[Start of section]

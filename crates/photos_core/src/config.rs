//! Runtime configuration for the photo library core.
//!
//! # Responsibility
//! - Resolve the snapshot location and logging settings from the process
//!   environment, falling back to built-in defaults.
//!
//! # Invariants
//! - Blank environment values are treated as unset.
//! - The snapshot path defaults to `data/users.dat`.

use crate::logging::{default_log_level, init_logging};
use std::path::{Path, PathBuf};

pub const DEFAULT_SNAPSHOT_PATH: &str = "data/users.dat";
pub const ENV_DATA_FILE: &str = "PHOTOS_DATA_FILE";
pub const ENV_LOG_LEVEL: &str = "PHOTOS_LOG_LEVEL";
pub const ENV_LOG_DIR: &str = "PHOTOS_LOG_DIR";

#[derive(Debug, Clone, PartialEq, Eq)]
pub struct AppConfig {
    /// Snapshot file read at startup and rewritten after each mutation.
    pub snapshot_path: PathBuf,
    /// One of `trace|debug|info|warn|error`.
    pub log_level: String,
    /// Absolute directory for rolling log files; `None` disables file logs.
    pub log_dir: Option<PathBuf>,
}

impl Default for AppConfig {
    fn default() -> Self {
        Self {
            snapshot_path: PathBuf::from(DEFAULT_SNAPSHOT_PATH),
            log_level: default_log_level().to_string(),
            log_dir: None,
        }
    }
}

impl AppConfig {
    /// Reads `PHOTOS_DATA_FILE`, `PHOTOS_LOG_LEVEL` and `PHOTOS_LOG_DIR`.
    pub fn from_env() -> Self {
        Self::from_lookup(|key| std::env::var(key).ok())
    }

    /// Builds a config from an arbitrary key lookup.
    pub fn from_lookup(lookup: impl Fn(&str) -> Option<String>) -> Self {
        let read = |key: &str| {
            lookup(key)
                .map(|raw| raw.trim().to_string())
                .filter(|value| !value.is_empty())
        };

        let defaults = Self::default();
        Self {
            snapshot_path: read(ENV_DATA_FILE)
                .map(PathBuf::from)
                .unwrap_or(defaults.snapshot_path),
            log_level: read(ENV_LOG_LEVEL).unwrap_or(defaults.log_level),
            log_dir: read(ENV_LOG_DIR).map(PathBuf::from),
        }
    }

    pub fn with_snapshot_path(mut self, path: impl AsRef<Path>) -> Self {
        self.snapshot_path = path.as_ref().to_path_buf();
        self
    }

    /// Starts file logging when a log directory is configured.
    ///
    /// Returns `Ok(false)` when logging is left disabled.
    pub fn init_logging(&self) -> Result<bool, String> {
        let Some(log_dir) = &self.log_dir else {
            return Ok(false);
        };
        init_logging(&self.log_level, log_dir)?;
        Ok(true)
    }
}

#[cfg(test)]
mod tests {
    use super::{AppConfig, DEFAULT_SNAPSHOT_PATH, ENV_DATA_FILE, ENV_LOG_DIR, ENV_LOG_LEVEL};
    use std::collections::HashMap;
    use std::path::PathBuf;

    fn lookup_from(pairs: &[(&str, &str)]) -> impl Fn(&str) -> Option<String> {
        let map: HashMap<String, String> = pairs
            .iter()
            .map(|(key, value)| (key.to_string(), value.to_string()))
            .collect();
        move |key| map.get(key).cloned()
    }

    #[test]
    fn defaults_apply_when_nothing_is_set() {
        let config = AppConfig::from_lookup(|_| None);
        assert_eq!(config.snapshot_path, PathBuf::from(DEFAULT_SNAPSHOT_PATH));
        assert_eq!(config.log_dir, None);
        assert!(!config.log_level.is_empty());
    }

    #[test]
    fn environment_values_override_defaults() {
        let config = AppConfig::from_lookup(lookup_from(&[
            (ENV_DATA_FILE, " /srv/photos/users.dat "),
            (ENV_LOG_LEVEL, "warn"),
            (ENV_LOG_DIR, "/var/log/photos"),
        ]));
        assert_eq!(config.snapshot_path, PathBuf::from("/srv/photos/users.dat"));
        assert_eq!(config.log_level, "warn");
        assert_eq!(config.log_dir, Some(PathBuf::from("/var/log/photos")));
    }

    #[test]
    fn blank_values_fall_back_to_defaults() {
        let config = AppConfig::from_lookup(lookup_from(&[(ENV_DATA_FILE, "   ")]));
        assert_eq!(config.snapshot_path, PathBuf::from(DEFAULT_SNAPSHOT_PATH));
    }

    #[test]
    fn init_logging_is_skipped_without_log_dir() {
        let config = AppConfig::default();
        assert_eq!(config.init_logging(), Ok(false));
    }
}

[End of section]

Faithfully transcribe the whole of the data.

filename crates/photos_core/src/config.rs
//! Runtime configuration for the photo library core.
//!
//! # Responsibility
//! - Resolve the snapshot location and logging settings from the process
//!   environment, falling back to built-in defaults.
//!
//! # Invariants
//! - Blank environment values are treated as unset.
//! - The snapshot path defaults to `data/users.dat`.

use crate::logging::{default_log_level, init_logging};
use std::path::{Path, PathBuf};

pub const DEFAULT_SNAPSHOT_PATH: &str = "data/users.dat";
pub const ENV_DATA_FILE: &str = "PHOTOS_DATA_FILE";
pub const ENV_LOG_LEVEL: &str = "PHOTOS_LOG_LEVEL";
pub const ENV_LOG_DIR: &str = "PHOTOS_LOG_DIR";

#[derive(Debug, Clone, PartialEq, Eq)]
pub struct AppConfig {
    /// Snapshot file read at startup and rewritten after each mutation.
    pub snapshot_path: PathBuf,
    /// One of `trace|debug|info|warn|error`.
    pub log_level: String,
    /// Absolute directory for rolling log files; `None` disables file logs.
    pub log_dir: Option<PathBuf>,
}

impl Default for AppConfig {
    fn default() -> Self {
        Self {
            snapshot_path: PathBuf::from(DEFAULT_SNAPSHOT_PATH),
            log_level: default_log_level().to_string(),
            log_dir: None,
        }
    }
}

impl AppConfig {
    /// Reads `PHOTOS_DATA_FILE`, `PHOTOS_LOG_LEVEL` and `PHOTOS_LOG_DIR`.
    pub fn from_env() -> Self {
        Self::from_lookup(|key| std::env::var(key).ok())
    }

    /// Builds a config from an arbitrary key lookup.
    pub fn from_lookup(lookup: impl Fn(&str) -> Option<String>) -> Self {
        let read = |key: &str| {
            lookup(key)
                .map(|raw| raw.trim().to_string())
                .filter(|value| !value.is_empty())
        };

        let defaults = Self::default();
        Self {
            snapshot_path: read(ENV_DATA_FILE)
                .map(PathBuf::from)
                .unwrap_or(defaults.snapshot_path),
            log_level: read(ENV_LOG_LEVEL).unwrap_or(defaults.log_level),
            log_dir: read(ENV_LOG_DIR).map(PathBuf::from),
        }
    }

    pub fn with_snapshot_path(mut self, path: impl AsRef<Path>) -> Self {
        self.snapshot_path = path.as_ref().to_path_buf();
        self
    }

    /// Starts file logging when a log directory is configured.
    ///
    /// Returns `Ok(false)` when logging is left disabled.
    pub fn init_logging(&self) -> Result<bool, String> {
        let Some(log_dir) = &self.log_dir else {
            return Ok(false);
        };
        init_logging(&self.log_level, log_dir)?;
        Ok(true)
    }
}

#[cfg(test)]
mod tests {
    use super::{AppConfig, DEFAULT_SNAPSHOT_PATH, ENV_DATA_FILE, ENV_LOG_DIR, ENV_LOG_LEVEL};
    use std::collections::HashMap;
    use std::path::PathBuf;

    fn lookup_from(pairs: &[(&str, &str)]) -> impl Fn(&str) -> Option<String> {
        let map: HashMap<String, String> = pairs
            .iter()
            .map(|(key, value)| (key.to_string(), value.to_string()))
            .collect();
        move |key| map.get(key).cloned()
    }

    #[test]
    fn defaults_apply_when_nothing_is_set() {
        let config = AppConfig::from_lookup(|_| None);
        assert_eq!(config.snapshot_path, PathBuf::from(DEFAULT_SNAPSHOT_PATH));
        assert_eq!(config.log_dir, None);
        assert!(!config.log_level.is_empty());
    }

    #[test]
    fn environment_values_override_defaults() {
        let config = AppConfig::from_lookup(lookup_from(&[
            (ENV_DATA_FILE, " /srv/photos/users.dat "),
            (ENV_LOG_LEVEL, "warn"),
            (ENV_LOG_DIR, "/var/log/photos"),
        ]));
        assert_eq!(config.snapshot_path, PathBuf::from("/srv/photos/users.dat"));
        assert_eq!(config.log_level, "warn");
        assert_eq!(config.log_dir, Some(PathBuf::from("/var/log/photos")));
    }

    #[test]
    fn blank_values_fall_back_to_defaults() {
        let config = AppConfig::from_lookup(lookup_from(&[(ENV_DATA_FILE, "   ")]));
        assert_eq!(config.snapshot_path, PathBuf::from(DEFAULT_SNAPSHOT_PATH));
    }

    #[test]
    fn init_logging_is_skipped_without_log_dir() {
        let config = AppConfig::default();
        assert_eq!(config.init_logging(), Ok(false));
    }
}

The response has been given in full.